Download the dataset from this repo because I have added an additional field (qualityBool) to the dataset.

Wine Dataset from Repo
Kaggle Dataset
Relevant publication: P. Cortez, A. Cerdeira, F. Almeida, T. Matos and J. Reis. Modeling wine preferences by data mining from physicochemical properties. In Decision Support Systems, Elsevier, 47(4):547-553, 2009.

Getting data into Azure Machine Learning Visual Interface

There are a few different ways to import data into Visual Interface. You can use the Import Data Module to import data from Azure Blob Storage or a Web URL via HTTP. In this tutorial we are going to upload our data into the "My Datasets"
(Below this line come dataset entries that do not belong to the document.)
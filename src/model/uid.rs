//! Stable identifiers for music items.
//!
//! A [`Uid`] is either derived from a MusicBrainz id embedded in the tags, or
//! from a SHA-256 digest of the fields that distinguish an item. Both forms
//! are pure functions of the extracted metadata, so an unchanged file set
//! yields identical identifiers on every load.

use serde::{Deserialize, Serialize};
use sha2::{Digest, Sha256};
use std::fmt;

/// Which kind of music item a [`Uid`] refers to.
#[derive(Debug, Clone, Copy, PartialEq, Eq, Hash, PartialOrd, Ord, Serialize, Deserialize)]
pub enum MusicKind {
    Song,
    Album,
    Artist,
    Genre,
}

impl MusicKind {
    fn tag(self) -> &'static str {
        match self {
            MusicKind::Song => "song",
            MusicKind::Album => "album",
            MusicKind::Artist => "artist",
            MusicKind::Genre => "genre",
        }
    }
}

#[derive(Debug, Clone, PartialEq, Eq, Hash, PartialOrd, Ord, Serialize, Deserialize)]
enum UidSource {
    Hashed([u8; 16]),
    MusicBrainz(String),
}

/// Unique, load-stable identifier of a song, album, artist or genre.
#[derive(Debug, Clone, PartialEq, Eq, Hash, PartialOrd, Ord, Serialize, Deserialize)]
pub struct Uid {
    kind: MusicKind,
    source: UidSource,
}

impl Uid {
    /// Build a digest-based identifier by feeding fields into a [`UidHasher`].
    pub fn hashed(kind: MusicKind, update: impl FnOnce(&mut UidHasher)) -> Self {
        let mut hasher = UidHasher::new(kind);
        update(&mut hasher);
        Self {
            kind,
            source: UidSource::Hashed(hasher.finish()),
        }
    }

    /// Build an identifier from a MusicBrainz id. Ids are compared lowercase.
    pub fn musicbrainz(kind: MusicKind, id: &str) -> Self {
        Self {
            kind,
            source: UidSource::MusicBrainz(id.trim().to_lowercase()),
        }
    }

    pub fn kind(&self) -> MusicKind {
        self.kind
    }

    pub fn is_musicbrainz(&self) -> bool {
        matches!(self.source, UidSource::MusicBrainz(_))
    }
}

impl fmt::Display for Uid {
    fn fmt(&self, f: &mut fmt::Formatter<'_>) -> fmt::Result {
        match &self.source {
            UidSource::Hashed(bytes) => {
                write!(f, "{}:", self.kind.tag())?;
                for b in bytes {
                    write!(f, "{:02x}", b)?;
                }
                Ok(())
            }
            UidSource::MusicBrainz(id) => write!(f, "{}:mb:{}", self.kind.tag(), id),
        }
    }
}

/// Accumulates fields into a [`Uid`] digest.
///
/// Every field is length-prefixed and every optional field records its
/// presence, so `("ab", "c")` and `("a", "bc")` never collide.
pub struct UidHasher {
    inner: Sha256,
}

impl UidHasher {
    fn new(kind: MusicKind) -> Self {
        let mut inner = Sha256::new();
        inner.update(kind.tag().as_bytes());
        Self { inner }
    }

    pub fn str(&mut self, value: &str) -> &mut Self {
        self.inner.update((value.len() as u64).to_le_bytes());
        self.inner.update(value.as_bytes());
        self
    }

    pub fn opt_str(&mut self, value: Option<&str>) -> &mut Self {
        match value {
            Some(v) => {
                self.inner.update([1u8]);
                self.str(v)
            }
            None => {
                self.inner.update([0u8]);
                self
            }
        }
    }

    pub fn strs<S: AsRef<str>>(&mut self, values: &[S]) -> &mut Self {
        self.inner.update((values.len() as u64).to_le_bytes());
        for v in values {
            self.str(v.as_ref());
        }
        self
    }

    pub fn opt_num(&mut self, value: Option<u32>) -> &mut Self {
        match value {
            Some(n) => {
                self.inner.update([1u8]);
                self.inner.update(n.to_le_bytes());
            }
            None => self.inner.update([0u8]),
        }
        self
    }

    fn finish(self) -> [u8; 16] {
        let digest = self.inner.finalize();
        let mut out = [0u8; 16];
        out.copy_from_slice(&digest[..16]);
        out
    }
}

#[cfg(test)]
mod tests {
    use super::*;

    #[test]
    fn test_hashed_uid_is_deterministic() {
        let a = Uid::hashed(MusicKind::Song, |h| {
            h.str("Title").opt_num(Some(3));
        });
        let b = Uid::hashed(MusicKind::Song, |h| {
            h.str("Title").opt_num(Some(3));
        });
        assert_eq!(a, b);
        assert!(!a.is_musicbrainz());
    }

    #[test]
    fn test_length_prefix_prevents_collisions() {
        let a = Uid::hashed(MusicKind::Album, |h| {
            h.str("ab").str("c");
        });
        let b = Uid::hashed(MusicKind::Album, |h| {
            h.str("a").str("bc");
        });
        assert_ne!(a, b);
    }

    #[test]
    fn test_kind_separates_identical_fields() {
        let artist = Uid::hashed(MusicKind::Artist, |h| {
            h.str("rock");
        });
        let genre = Uid::hashed(MusicKind::Genre, |h| {
            h.str("rock");
        });
        assert_ne!(artist, genre);
    }

    #[test]
    fn test_display_formats() {
        let mb = Uid::musicbrainz(MusicKind::Song, " ABC-123 ");
        assert_eq!(mb.to_string(), "song:mb:abc-123");

        let hashed = Uid::hashed(MusicKind::Genre, |h| {
            h.str("jazz");
        });
        let s = hashed.to_string();
        assert!(s.starts_with("genre:"));
        assert_eq!(s.len(), "genre:".len() + 32);
    }
}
Select "New" from the bottom left corner of the browser
From the left nav bar Select "Datasets"
Select "Upload from Local file"
Navigate to downloaded data and select it to be uploaded
Update the name and add a description (its helpful to have detailed description once there are lots of datasets uploaded)

Create New Experiment

Select "New" from the bottom left corner of the browser
Select "Blank Experiment"
In the top left hand of the workspace select the experiment name text "Experiment created on xx/xx/xxxx" and edit the name of your experinment.
Go to "My Datasets" to find the data uploaded OR use the import module to import from the github csv link
Drag data module onto workspace

Build the Model

Assign the label attribute to the dataset

We now have created an experiment and have imported the data. Lets build the model. In the left hand nav there are different modules that you can drag and drop onto the workspace to build the model.
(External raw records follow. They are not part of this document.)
//! Library building.
//!
//! Folds a flat list of songs into albums, artists and genres. Grouping is
//! decided only by the normalized keys in [`key`]; identifiers are assigned
//! afterwards. Every function here is a pure function of its input, so the
//! same songs always produce the same library.

pub mod key;
pub mod parse;

use rayon::slice::ParallelSliceMut;
use std::cmp::Ordering;
use std::collections::{BTreeMap, HashMap, HashSet};

use crate::model::{Album, Artist, DateRange, Genre, Song, Uid};
use key::{AlbumKey, ArtistKey, GenreKey, RawArtist, RawGenre};

/// An immutable snapshot of the whole music library.
///
/// A load produces a fresh `Library`; nothing ever mutates one after
/// [`Library::build`] returns.
#[derive(Debug, Clone, PartialEq, Default)]
pub struct Library {
    songs: Vec<Song>,
    albums: Vec<Album>,
    artists: Vec<Artist>,
    genres: Vec<Genre>,
    song_index: HashMap<Uid, usize>,
    album_index: HashMap<Uid, usize>,
    artist_index: HashMap<Uid, usize>,
    genre_index: HashMap<Uid, usize>,
}

impl Library {
    /// Sort and deduplicate `songs`, group them, and link everything up.
    pub fn build(songs: Vec<Song>) -> Self {
        let mut songs = sort_songs(songs);
        let mut albums = build_albums(&songs);
        let mut artists = build_artists(&songs, &albums);
        let mut genres = build_genres(&songs);

        let album_uids: HashMap<AlbumKey, Uid> = albums
            .iter()
            .map(|a| (a.key.clone(), a.uid.clone()))
            .collect();
        let artist_uids: HashMap<ArtistKey, Uid> = artists
            .iter()
            .map(|a| (a.key.clone(), a.uid.clone()))
            .collect();
        let genre_uids: HashMap<GenreKey, Uid> = genres
            .iter()
            .map(|g| (g.key.clone(), g.uid.clone()))
            .collect();

        for album in &mut albums {
            album.artists = resolve(&album.raw_artists, RawArtist::key, &artist_uids);
        }
        for song in &mut songs {
            let Some(album) = album_uids.get(&song.raw_album.key()).cloned() else {
                continue;
            };
            let artists = resolve(&song.raw_artists, RawArtist::key, &artist_uids);
            let genres = resolve(&song.raw_genres, RawGenre::key, &genre_uids);
            song.link(album, artists, genres);
        }

        let song_index = index_of(&songs, |s| &s.uid);
        for artist in &mut artists {
            artist.genres = unique(
                artist
                    .songs
                    .iter()
                    .filter_map(|uid| song_index.get(uid))
                    .flat_map(|i| songs[*i].genres().iter().cloned()),
            );
        }
        for genre in &mut genres {
            genre.artists = unique(
                genre
                    .songs
                    .iter()
                    .filter_map(|uid| song_index.get(uid))
                    .flat_map(|i| songs[*i].artists().iter().cloned()),
            );
        }

        Self {
            album_index: index_of(&albums, |a| &a.uid),
            artist_index: index_of(&artists, |a| &a.uid),
            genre_index: index_of(&genres, |g| &g.uid),
            song_index,
            songs,
            albums,
            artists,
            genres,
        }
    }

    pub fn songs(&self) -> &[Song] {
        &self.songs
    }

    pub fn albums(&self) -> &[Album] {
        &self.albums
    }

    pub fn artists(&self) -> &[Artist] {
        &self.artists
    }

    pub fn genres(&self) -> &[Genre] {
        &self.genres
    }

    pub fn song(&self, uid: &Uid) -> Option<&Song> {
        self.song_index.get(uid).map(|i| &self.songs[*i])
    }

    pub fn album(&self, uid: &Uid) -> Option<&Album> {
        self.album_index.get(uid).map(|i| &self.albums[*i])
    }

    pub fn artist(&self, uid: &Uid) -> Option<&Artist> {
        self.artist_index.get(uid).map(|i| &self.artists[*i])
    }

    pub fn genre(&self, uid: &Uid) -> Option<&Genre> {
        self.genre_index.get(uid).map(|i| &self.genres[*i])
    }

    pub fn is_empty(&self) -> bool {
        self.songs.is_empty()
    }
}

/// Sort songs by name and drop later songs with an already-seen identifier.
///
/// Identifiers digest every distinguishing field, so only true duplicates
/// collapse. Among duplicates the one with the smallest path survives.
pub fn sort_songs(mut songs: Vec<Song>) -> Vec<Song> {
    songs.par_sort_by_cached_key(|s| (s.sort_name.to_lowercase(), s.uid.clone(), s.path.clone()));
    let mut seen = HashSet::new();
    songs.retain(|s| seen.insert(s.uid.clone()));
    songs
}

/// Group songs by their normalized album key. One group is one album.
pub fn build_albums(songs: &[Song]) -> Vec<Album> {
    let mut groups: BTreeMap<AlbumKey, Vec<&Song>> = BTreeMap::new();
    for song in songs {
        groups.entry(song.raw_album.key()).or_default().push(song);
    }

    let mut taken = HashSet::new();
    let mut albums: Vec<Album> = groups
        .into_iter()
        .filter_map(|(key, mut members)| {
            // The first song in input order speaks for the whole album.
            let raw = members.first()?.raw_album.clone();
            members.sort_by(|a, b| compare_in_album(a, b));
            let uid = unique_uid(raw.uid(), || raw.key_uid(), &mut taken);
            Some(Album {
                uid,
                sort_name: raw.sort_name.clone().unwrap_or_else(|| raw.name.clone()),
                name: raw.name.clone(),
                release_type: raw.release_type.unwrap_or_default(),
                dates: DateRange::from_dates(members.iter().filter_map(|s| s.date)),
                duration_ms: members.iter().map(|s| s.duration_ms).sum(),
                date_added: members.iter().map(|s| s.date_added).min().unwrap_or(0),
                songs: members.iter().map(|s| s.uid.clone()).collect(),
                artists: Vec::new(),
                key,
                raw_artists: raw.artists,
            })
        })
        .collect();

    albums.sort_by(|a, b| compare_names(&a.sort_name, &b.sort_name).then_with(|| a.uid.cmp(&b.uid)));
    albums
}

/// Group song artist credits and album artist credits by normalized artist
/// key. A key seen through both kinds of credit yields one artist.
pub fn build_artists(songs: &[Song], albums: &[Album]) -> Vec<Artist> {
    struct Group<'a> {
        credit: &'a RawArtist,
        songs: Vec<&'a Song>,
        albums: Vec<&'a Album>,
    }

    let mut groups: BTreeMap<ArtistKey, Group<'_>> = BTreeMap::new();
    for song in songs {
        for credit in &song.raw_artists {
            groups
                .entry(credit.key())
                .or_insert_with(|| Group {
                    credit,
                    songs: Vec::new(),
                    albums: Vec::new(),
                })
                .songs
                .push(song);
        }
    }
    for album in albums {
        for credit in &album.raw_artists {
            groups
                .entry(credit.key())
                .or_insert_with(|| Group {
                    credit,
                    songs: Vec::new(),
                    albums: Vec::new(),
                })
                .albums
                .push(album);
        }
    }

    let album_uids: HashMap<&AlbumKey, &Uid> = albums.iter().map(|a| (&a.key, &a.uid)).collect();

    let mut taken = HashSet::new();
    let mut artists: Vec<Artist> = groups
        .into_iter()
        .map(|(key, group)| {
            let explicit: Vec<Uid> = group.albums.iter().map(|a| a.uid.clone()).collect();
            let implicit = unique(
                group
                    .songs
                    .iter()
                    .filter_map(|s| album_uids.get(&s.raw_album.key()).map(|u| (*u).clone()))
                    .filter(|uid| !explicit.contains(uid)),
            );
            Artist {
                uid: unique_uid(group.credit.uid(), || group.credit.key_uid(), &mut taken),
                name: group.credit.name.clone(),
                sort_name: group.credit.sort_name.clone(),
                songs: group.songs.iter().map(|s| s.uid.clone()).collect(),
                albums: explicit,
                implicit_albums: implicit,
                genres: Vec::new(),
                duration_ms: group.songs.iter().map(|s| s.duration_ms).sum(),
                key,
            }
        })
        .collect();

    artists.sort_by(|a, b| compare_optional_names(&a.sort_name, &b.sort_name).then_with(|| a.uid.cmp(&b.uid)));
    artists
}

/// Group songs by normalized genre key. A song credited to several genres
/// appears in each of them.
pub fn build_genres(songs: &[Song]) -> Vec<Genre> {
    let mut groups: BTreeMap<GenreKey, (&RawGenre, Vec<&Song>)> = BTreeMap::new();
    for song in songs {
        for credit in &song.raw_genres {
            groups
                .entry(credit.key())
                .or_insert_with(|| (credit, Vec::new()))
                .1
                .push(song);
        }
    }

    let mut genres: Vec<Genre> = groups
        .into_iter()
        .map(|(key, (credit, members))| Genre {
            uid: credit.uid(),
            name: credit.name.clone(),
            songs: members.iter().map(|s| s.uid.clone()).collect(),
            artists: Vec::new(),
            duration_ms: members.iter().map(|s| s.duration_ms).sum(),
            key,
        })
        .collect();

    genres.sort_by(|a, b| compare_optional_names(&a.name, &b.name).then_with(|| a.uid.cmp(&b.uid)));
    genres
}

fn compare_in_album(a: &Song, b: &Song) -> Ordering {
    a.disc
        .cmp(&b.disc)
        .then(a.track.cmp(&b.track))
        .then_with(|| compare_names(&a.sort_name, &b.sort_name))
        .then_with(|| a.uid.cmp(&b.uid))
}

fn compare_names(a: &str, b: &str) -> Ordering {
    a.to_lowercase().cmp(&b.to_lowercase())
}

/// Named items first, then the unknown item.
fn compare_optional_names(a: &Option<String>, b: &Option<String>) -> Ordering {
    match (a, b) {
        (Some(a), Some(b)) => compare_names(a, b),
        (Some(_), None) => Ordering::Less,
        (None, Some(_)) => Ordering::Greater,
        (None, None) => Ordering::Equal,
    }
}

/// Prefer `preferred`, unless another group already claimed it (two groups
/// can carry the same MusicBrainz id under differently spelled names).
fn unique_uid(preferred: Uid, fallback: impl FnOnce() -> Uid, taken: &mut HashSet<Uid>) -> Uid {
    let uid = if taken.contains(&preferred) {
        fallback()
    } else {
        preferred
    };
    taken.insert(uid.clone());
    uid
}

fn resolve<T, K: std::hash::Hash + Eq>(
    credits: &[T],
    key: impl Fn(&T) -> K,
    uids: &HashMap<K, Uid>,
) -> Vec<Uid> {
    unique(credits.iter().filter_map(|c| uids.get(&key(c)).cloned()))
}

fn unique(uids: impl Iterator<Item = Uid>) -> Vec<Uid> {
    let mut seen = HashSet::new();
    uids.filter(|uid| seen.insert(uid.clone())).collect()
}

fn index_of<T>(items: &[T], uid: impl Fn(&T) -> &Uid) -> HashMap<Uid, usize> {
    items
        .iter()
        .enumerate()
        .map(|(i, item)| (uid(item).clone(), i))
        .collect()
}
Under Data Transformation > Manipulation drag and drop the "Edit Metadata" module onto the workspace
Connect the modules together be clicking and dragging on the circles like a visio diagram.
Click on the "Edit Metadata" and select "Edit Columns" from the right hand side of the workspace
Leave the default configuration and type qualityBool into the textbox and click "Ok"

The First Run of the Experiment

Select "Run" from the button of the workspace
Select "Create new" to create a new compute target
Enter a name for the new compute target
Select "Run"

Select Feature Columns

Under Data Transformation > Manipulation drag and drop the "Select Columns in dataset" module onto the workspace
Connect the modules together be clicking and dragging on the circles like a Visio diagram.
Click on the "Select Columns in dataset" and select "Edit Columns" from the right hand side of the workspace
Select exclude column quality
Select the arrow to move the highlight feature into the "Selected Columns" box and click "Ok".

Visualize the Data

Data visualizations are an important part of the data science process.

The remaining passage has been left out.